Updated

In a single casket, remains that symbolically represent all 184 victims of the attack on the Pentagon were buried with full military honors Thursday at Arlington National Cemetery, the resting place of the nation's unknown soldiers.

In a quiet postscript to the nation's Sept. 11 observances, Defense Secretary Donald H. Rumsfeld eulogized the dead as patriots who died "here at home, not on a faraway battlefield."

He offered special condolences to the families of five victims whose remains were never identified, including 3-year-old Dana Falkenberg, who died aboard American Airlines Flight 77.

"Today, these five join the unknown of past wars even as we pursue the war that is still unfolding," Rumsfeld said, standing next to the flag-draped casket.

A granite monument with five sides, like the Pentagon, will be placed over the grave next week. It will stand on a hill with a tree-dappled view of the spot where the hijacked jet smashed into the Pentagon.

Names of all 184 victims are inscribed on the 4-foot-5-inch-tall marker.

"It cries out, do not forget. Do not forget, Americans," Brig. Gen. James T. Spivey Jr. said in his funeral address.

Some 1,000 relatives of victims sat solemnly, some hugging and weeping, many holding pictures of their loved ones, as the crowd sang "Amazing Grace" on Thursday.

After the funeral, a caisson drawn by six horses carried the casket behind the U.S. Army Band and two platoons of service members from the Army, Navy, Air Force and Marines.

The service marked the end of a year of Sept. 11 burials at Arlington.

Individual funerals from the Pentagon attack began here on Sept. 25; the last was April 9. In all, 64 of the dead had already been buried at Arlington, most of them next to the site of the new monument.
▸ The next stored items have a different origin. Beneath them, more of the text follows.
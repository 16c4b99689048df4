//! JSON scene and render settings files.
//!
//! Both formats are plain serde structs; every field has a default so
//! partial files are accepted.

use std::path::{Path, PathBuf};

use ember_math::{Color, Vec3};
use serde::{Deserialize, Serialize};

use crate::environment::{Environment, Skydome};
use crate::primitive::{Object, Plane, Primitive};
use crate::scene::{SceneError, SceneResult, World};

/// Environment as written in a scene file.
#[derive(Debug, Clone, PartialEq, Serialize, Deserialize)]
#[serde(tag = "type", rename_all = "snake_case")]
pub enum EnvironmentDesc {
    Constant { color: Color },
    Gradient { horizon: Color, zenith: Color },
    /// Lat-long image, resolved relative to the scene file.
    Skydome {
        path: PathBuf,
        #[serde(default = "default_skydome_scale")]
        scale: f32,
    },
}

fn default_skydome_scale() -> f32 {
    1.0
}

impl Default for EnvironmentDesc {
    fn default() -> Self {
        EnvironmentDesc::Constant { color: Color::ZERO }
    }
}

/// A scene file: objects plus environment.
#[derive(Debug, Clone, Default, PartialEq, Serialize, Deserialize)]
#[serde(default)]
pub struct SceneDescription {
    pub objects: Vec<Object>,
    pub environment: EnvironmentDesc,
}

impl SceneDescription {
    /// Parse a description from JSON text.
    pub fn from_json_str(json: &str) -> SceneResult<Self> {
        Ok(serde_json::from_str(json)?)
    }

    /// Read a description from a JSON file.
    pub fn load(path: &Path) -> SceneResult<Self> {
        let text = std::fs::read_to_string(path)?;
        Self::from_json_str(&text)
    }

    /// Validate and build the world.
    ///
    /// Relative skydome paths are resolved against `base_dir` when given.
    pub fn into_world(self, base_dir: Option<&Path>) -> SceneResult<World> {
        let environment = match self.environment {
            EnvironmentDesc::Constant { color } => Environment::Constant(color),
            EnvironmentDesc::Gradient { horizon, zenith } => {
                Environment::Gradient { horizon, zenith }
            }
            EnvironmentDesc::Skydome { path, scale } => {
                let full_path = resolve_path(&path, base_dir);
                Environment::Skydome(Skydome::load(&full_path, scale)?)
            }
        };

        let mut world = World::new(environment);
        for (i, object) in self.objects.into_iter().enumerate() {
            let shape = validate_shape(i, object.shape)?;
            world.add(shape, object.surface);
        }

        log::info!("Built scene with {} objects", world.len());
        Ok(world)
    }
}

/// Reject degenerate shapes and normalize plane normals.
fn validate_shape(index: usize, shape: Primitive) -> SceneResult<Primitive> {
    match shape {
        Primitive::Sphere(sphere) => {
            if !(sphere.radius > 0.0) {
                return Err(SceneError::InvalidDescription(format!(
                    "object {}: sphere radius must be positive, got {}",
                    index, sphere.radius
                )));
            }
            Ok(shape)
        }
        Primitive::Plane(plane) => {
            if plane.normal.length_squared() == 0.0 || !plane.normal.is_finite() {
                return Err(SceneError::InvalidDescription(format!(
                    "object {}: plane normal must be a non-zero vector",
                    index
                )));
            }
            Ok(Primitive::Plane(Plane::new(plane.normal, plane.distance)))
        }
    }
}

fn resolve_path(path: &Path, base_dir: Option<&Path>) -> PathBuf {
    if path.is_absolute() {
        path.to_path_buf()
    } else if let Some(base) = base_dir {
        base.join(path)
    } else {
        path.to_path_buf()
    }
}

/// Render settings file.
///
/// `running_time_secs = None` renders until stopped; `use_gpu` and
/// `gpu_platform` select the compute offload backend, which this build
/// does not ship, so they only affect logging.
#[derive(Debug, Clone, PartialEq, Serialize, Deserialize)]
#[serde(default)]
pub struct RenderSettings {
    pub width: u32,
    pub height: u32,
    pub running_time_secs: Option<u64>,
    pub use_gpu: bool,
    pub gpu_platform: usize,
    /// Fixed seed for reproducible frames; random per run when absent
    pub seed: Option<u64>,
    pub look_from: Vec3,
    pub look_at: Vec3,
    /// Vertical field of view in degrees
    pub vfov: f32,
    pub output: PathBuf,
    /// Write an intermediate image every N frames (unbounded runs only, 0 = never)
    pub snapshot_every: u32,
    /// Stop an unbounded headless run after this many frames
    pub max_frames: Option<u32>,
}

impl Default for RenderSettings {
    fn default() -> Self {
        Self {
            width: 640,
            height: 480,
            running_time_secs: None,
            use_gpu: true,
            gpu_platform: 0,
            seed: None,
            look_from: Vec3::new(0.0, 0.5, 4.0),
            look_at: Vec3::new(0.0, 0.0, -3.0),
            vfov: 50.0,
            output: PathBuf::from("render.png"),
            snapshot_every: 0,
            max_frames: None,
        }
    }
}

impl RenderSettings {
    /// Parse settings from JSON text.
    pub fn from_json_str(json: &str) -> SceneResult<Self> {
        let settings: RenderSettings = serde_json::from_str(json)?;
        settings.validate()?;
        Ok(settings)
    }

    /// Read settings from a JSON file.
    pub fn load(path: &Path) -> SceneResult<Self> {
        let text = std::fs::read_to_string(path)?;
        Self::from_json_str(&text)
    }

    /// Whether a headless run ever writes `output`: limited runs and runs
    /// capped by `max_frames` end with a final image, unbounded runs only
    /// through snapshots.
    pub fn writes_output(&self) -> bool {
        self.running_time_secs.is_some() || self.max_frames.is_some() || self.snapshot_every > 0
    }

    pub fn validate(&self) -> SceneResult<()> {
        if self.width == 0 || self.height == 0 {
            return Err(SceneError::InvalidDescription(format!(
                "resolution must be non-zero, got {}x{}",
                self.width, self.height
            )));
        }
        if self.look_from == self.look_at {
            return Err(SceneError::InvalidDescription(
                "camera look_from and look_at coincide".to_string(),
            ));
        }
        Ok(())
    }
}

#[cfg(test)]
mod tests {
    use super::*;
    use crate::material::Material;
    use crate::primitive::{Sphere, Surface};
    use crate::scene::SceneQuery;

    #[test]
    fn test_settings_defaults_from_empty_json() {
        let settings = RenderSettings::from_json_str("{}").unwrap();
        assert_eq!(settings, RenderSettings::default());
        assert!(settings.running_time_secs.is_none());
        assert!(settings.use_gpu);
        assert_eq!(settings.gpu_platform, 0);
    }

    #[test]
    fn test_settings_partial_override() {
        let settings =
            RenderSettings::from_json_str(r#"{ "width": 32, "running_time_secs": 5, "seed": 7 }"#)
                .unwrap();
        assert_eq!(settings.width, 32);
        assert_eq!(settings.height, 480);
        assert_eq!(settings.running_time_secs, Some(5));
        assert_eq!(settings.seed, Some(7));
    }

    #[test]
    fn test_unbounded_default_never_writes_output() {
        let settings = RenderSettings::default();
        assert!(!settings.writes_output());

        let snapshots = RenderSettings {
            snapshot_every: 16,
            ..RenderSettings::default()
        };
        assert!(snapshots.writes_output());

        let capped = RenderSettings {
            max_frames: Some(64),
            ..RenderSettings::default()
        };
        assert!(capped.writes_output());

        let limited = RenderSettings {
            running_time_secs: Some(5),
            ..RenderSettings::default()
        };
        assert!(limited.writes_output());
    }

    #[test]
    fn test_settings_reject_zero_resolution() {
        let err = RenderSettings::from_json_str(r#"{ "width": 0 }"#).unwrap_err();
        assert!(matches!(err, SceneError::InvalidDescription(_)));
    }

    #[test]
    fn test_scene_round_trip_through_world() {
        let json = r#"{
            "environment": { "type": "constant", "color": [0.1, 0.2, 0.3] },
            "objects": [
                {
                    "shape": { "type": "plane", "normal": [0.0, 3.0, 0.0], "distance": 1.0 },
                    "surface": { "type": "solid", "diffuse": [0.8, 0.8, 0.8] }
                },
                {
                    "shape": { "type": "sphere", "center": [0.0, 0.0, -3.0], "radius": 1.0 },
                    "surface": { "type": "solid", "diffuse": [4.0, 4.0, 4.0], "emissive": true }
                }
            ]
        }"#;

        let world = SceneDescription::from_json_str(json)
            .unwrap()
            .into_world(None)
            .unwrap();

        assert_eq!(world.len(), 2);
        // Plane normal was normalized
        match world.objects()[0].shape {
            Primitive::Plane(plane) => assert_eq!(plane.normal, Vec3::Y),
            _ => panic!("expected plane"),
        }
        assert!(world.material(1, Vec3::ZERO).emissive);
        assert_eq!(world.sample_environment(Vec3::X), Color::new(0.1, 0.2, 0.3));
    }

    #[test]
    fn test_degenerate_shapes_rejected() {
        let bad_sphere = SceneDescription {
            objects: vec![Object::new(
                Primitive::Sphere(Sphere::new(Vec3::ZERO, 0.0)),
                Surface::Solid(Material::default()),
            )],
            environment: EnvironmentDesc::default(),
        };
        assert!(bad_sphere.into_world(None).is_err());

        let bad_plane = SceneDescription {
            objects: vec![Object::new(
                Primitive::Plane(Plane {
                    normal: Vec3::ZERO,
                    distance: 1.0,
                }),
                Surface::Solid(Material::default()),
            )],
            environment: EnvironmentDesc::default(),
        };
        assert!(bad_plane.into_world(None).is_err());
    }

    #[test]
    fn test_missing_skydome_is_an_error() {
        let desc = SceneDescription {
            objects: Vec::new(),
            environment: EnvironmentDesc::Skydome {
                path: PathBuf::from("does/not/exist.hdr"),
                scale: 1.0,
            },
        };
        assert!(desc.into_world(Some(Path::new("/nonexistent"))).is_err());
    }

    #[test]
    fn test_resolve_path() {
        let base = Path::new("/scenes");
        assert_eq!(
            resolve_path(Path::new("sky.hdr"), Some(base)),
            PathBuf::from("/scenes/sky.hdr")
        );
        assert_eq!(
            resolve_path(Path::new("/abs/sky.hdr"), Some(base)),
            PathBuf::from("/abs/sky.hdr")
        );
        assert_eq!(resolve_path(Path::new("sky.hdr"), None), PathBuf::from("sky.hdr"));
    }
}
Many other victims, including some who were working inside the Pentagon on Sept. 11, did not qualify for an individual burial site at the nation's most prestigious cemetery, which is limited to active duty personnel and certain former service members.

All the cremated remains buried Thursday were determined to have come from victims, because they did not have a genetic trait shared by the terrorists, said Chris Kelly, spokesman for the Armed Forces Institute of Pathology.

Some of the remains buried could not be linked to an individual victim. Others were identified after a victim had been buried, and were included in the shared grave at the family's request.

The hijackers' remains were turned over to the FBI in February. Any other remains, such as ash, that could not be partially identified as victims were disposed of by the mortuary at Dover Air Force Base in Delaware, Kelly said, to ensure that no terrorists were committed to hallowed ground.

Donna Teepe buried her husband, retired Lt. Col. Karl W. Teepe, in a similar Arlington service on Oct. 15, when she was still too dazed to note the bugler playing taps and other ceremonial flourishes.

"I missed a lot of it," she said, watching hundreds of other family members line up to file by the shared casket. "It's good to see it now."